### Task description
Reproduce the data below in full. Nothing should differ from the original.

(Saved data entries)
______________________________

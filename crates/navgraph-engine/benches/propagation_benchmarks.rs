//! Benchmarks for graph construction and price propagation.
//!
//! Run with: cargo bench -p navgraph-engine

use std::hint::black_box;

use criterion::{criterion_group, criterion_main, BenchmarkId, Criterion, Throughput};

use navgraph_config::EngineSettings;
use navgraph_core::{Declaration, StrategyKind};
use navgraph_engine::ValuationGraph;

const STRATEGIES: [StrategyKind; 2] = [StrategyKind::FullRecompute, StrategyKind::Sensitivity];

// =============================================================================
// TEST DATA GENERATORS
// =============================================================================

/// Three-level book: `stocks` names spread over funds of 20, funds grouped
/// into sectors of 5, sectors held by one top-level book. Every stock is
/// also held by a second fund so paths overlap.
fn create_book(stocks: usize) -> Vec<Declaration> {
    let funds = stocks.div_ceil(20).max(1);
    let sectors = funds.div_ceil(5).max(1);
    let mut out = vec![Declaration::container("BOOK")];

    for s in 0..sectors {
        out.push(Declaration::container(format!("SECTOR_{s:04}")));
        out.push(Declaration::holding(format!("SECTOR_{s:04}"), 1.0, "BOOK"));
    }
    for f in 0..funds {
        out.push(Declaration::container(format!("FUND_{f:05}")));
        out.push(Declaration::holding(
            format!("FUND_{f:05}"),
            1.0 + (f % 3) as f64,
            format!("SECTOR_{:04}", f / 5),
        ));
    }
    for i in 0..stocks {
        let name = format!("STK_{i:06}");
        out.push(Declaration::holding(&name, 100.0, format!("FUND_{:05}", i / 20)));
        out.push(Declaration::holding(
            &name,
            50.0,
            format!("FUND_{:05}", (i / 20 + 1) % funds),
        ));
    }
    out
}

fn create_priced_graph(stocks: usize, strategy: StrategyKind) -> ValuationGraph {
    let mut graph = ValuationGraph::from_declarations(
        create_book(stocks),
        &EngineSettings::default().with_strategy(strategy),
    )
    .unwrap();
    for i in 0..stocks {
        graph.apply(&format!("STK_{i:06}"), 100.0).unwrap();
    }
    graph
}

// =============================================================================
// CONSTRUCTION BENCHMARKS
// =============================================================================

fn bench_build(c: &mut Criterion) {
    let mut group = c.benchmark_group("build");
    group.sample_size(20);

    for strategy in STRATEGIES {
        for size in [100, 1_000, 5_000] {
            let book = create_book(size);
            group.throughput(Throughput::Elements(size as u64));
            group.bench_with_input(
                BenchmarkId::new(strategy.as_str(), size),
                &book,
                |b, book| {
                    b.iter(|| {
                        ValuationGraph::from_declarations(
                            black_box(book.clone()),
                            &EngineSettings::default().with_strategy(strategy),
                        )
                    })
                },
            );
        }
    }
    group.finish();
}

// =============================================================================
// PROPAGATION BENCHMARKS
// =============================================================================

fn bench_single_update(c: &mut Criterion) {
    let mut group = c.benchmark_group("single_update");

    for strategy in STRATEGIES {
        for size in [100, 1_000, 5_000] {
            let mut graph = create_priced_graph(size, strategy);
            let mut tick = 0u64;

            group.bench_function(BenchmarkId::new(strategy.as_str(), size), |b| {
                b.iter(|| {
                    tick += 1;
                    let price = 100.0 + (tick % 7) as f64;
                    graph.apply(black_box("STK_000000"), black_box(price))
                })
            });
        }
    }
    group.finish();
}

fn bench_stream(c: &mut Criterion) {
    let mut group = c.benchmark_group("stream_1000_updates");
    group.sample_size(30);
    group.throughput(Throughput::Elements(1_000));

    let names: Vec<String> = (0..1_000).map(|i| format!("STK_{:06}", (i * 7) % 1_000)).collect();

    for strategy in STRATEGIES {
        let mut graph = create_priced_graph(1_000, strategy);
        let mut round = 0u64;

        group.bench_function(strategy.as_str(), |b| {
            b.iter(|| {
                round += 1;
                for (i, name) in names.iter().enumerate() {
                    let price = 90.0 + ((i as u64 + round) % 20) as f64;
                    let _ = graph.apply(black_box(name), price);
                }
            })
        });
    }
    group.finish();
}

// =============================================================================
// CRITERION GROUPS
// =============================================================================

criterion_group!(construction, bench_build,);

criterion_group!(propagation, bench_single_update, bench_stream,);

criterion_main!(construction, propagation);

______________________________

### Exercise solution
filename crates/navgraph-engine/benches/propagation_benchmarks.rs
//! Benchmarks for graph construction and price propagation.
//!
//! Run with: cargo bench -p navgraph-engine

use std::hint::black_box;

use criterion::{criterion_group, criterion_main, BenchmarkId, Criterion, Throughput};

use navgraph_config::EngineSettings;
use navgraph_core::{Declaration, StrategyKind};
use navgraph_engine::ValuationGraph;

const STRATEGIES: [StrategyKind; 2] = [StrategyKind::FullRecompute, StrategyKind::Sensitivity];

// =============================================================================
// TEST DATA GENERATORS
// =============================================================================

/// Three-level book: `stocks` names spread over funds of 20, funds grouped
/// into sectors of 5, sectors held by one top-level book. Every stock is
/// also held by a second fund so paths overlap.
fn create_book(stocks: usize) -> Vec<Declaration> {
    let funds = stocks.div_ceil(20).max(1);
    let sectors = funds.div_ceil(5).max(1);
    let mut out = vec![Declaration::container("BOOK")];

    for s in 0..sectors {
        out.push(Declaration::container(format!("SECTOR_{s:04}")));
        out.push(Declaration::holding(format!("SECTOR_{s:04}"), 1.0, "BOOK"));
    }
    for f in 0..funds {
        out.push(Declaration::container(format!("FUND_{f:05}")));
        out.push(Declaration::holding(
            format!("FUND_{f:05}"),
            1.0 + (f % 3) as f64,
            format!("SECTOR_{:04}", f / 5),
        ));
    }
    for i in 0..stocks {
        let name = format!("STK_{i:06}");
        out.push(Declaration::holding(&name, 100.0, format!("FUND_{:05}", i / 20)));
        out.push(Declaration::holding(
            &name,
            50.0,
            format!("FUND_{:05}", (i / 20 + 1) % funds),
        ));
    }
    out
}

fn create_priced_graph(stocks: usize, strategy: StrategyKind) -> ValuationGraph {
    let mut graph = ValuationGraph::from_declarations(
        create_book(stocks),
        &EngineSettings::default().with_strategy(strategy),
    )
    .unwrap();
    for i in 0..stocks {
        graph.apply(&format!("STK_{i:06}"), 100.0).unwrap();
    }
    graph
}

// =============================================================================
// CONSTRUCTION BENCHMARKS
// =============================================================================

fn bench_build(c: &mut Criterion) {
    let mut group = c.benchmark_group("build");
    group.sample_size(20);

    for strategy in STRATEGIES {
        for size in [100, 1_000, 5_000] {
            let book = create_book(size);
            group.throughput(Throughput::Elements(size as u64));
            group.bench_with_input(
                BenchmarkId::new(strategy.as_str(), size),
                &book,
                |b, book| {
                    b.iter(|| {
                        ValuationGraph::from_declarations(
                            black_box(book.clone()),
                            &EngineSettings::default().with_strategy(strategy),
                        )
                    })
                },
            );
        }
    }
    group.finish();
}

// =============================================================================
// PROPAGATION BENCHMARKS
// =============================================================================

fn bench_single_update(c: &mut Criterion) {
    let mut group = c.benchmark_group("single_update");

    for strategy in STRATEGIES {
        for size in [100, 1_000, 5_000] {
            let mut graph = create_priced_graph(size, strategy);
            let mut tick = 0u64;

            group.bench_function(BenchmarkId::new(strategy.as_str(), size), |b| {
                b.iter(|| {
                    tick += 1;
                    let price = 100.0 + (tick % 7) as f64;
                    graph.apply(black_box("STK_000000"), black_box(price))
                })
            });
        }
    }
    group.finish();
}

fn bench_stream(c: &mut Criterion) {
    let mut group = c.benchmark_group("stream_1000_updates");
    group.sample_size(30);
    group.throughput(Throughput::Elements(1_000));

    let names: Vec<String> = (0..1_000).map(|i| format!("STK_{:06}", (i * 7) % 1_000)).collect();

    for strategy in STRATEGIES {
        let mut graph = create_priced_graph(1_000, strategy);
        let mut round = 0u64;

        group.bench_function(strategy.as_str(), |b| {
            b.iter(|| {
                round += 1;
                for (i, name) in names.iter().enumerate() {
                    let price = 90.0 + ((i as u64 + round) % 20) as f64;
                    let _ = graph.apply(black_box(name), price);
                }
            })
        });
    }
    group.finish();
}

// =============================================================================
// CRITERION GROUPS
// =============================================================================

criterion_group!(construction, bench_build,);

criterion_group!(propagation, bench_single_update, bench_stream,);

criterion_main!(construction, propagation);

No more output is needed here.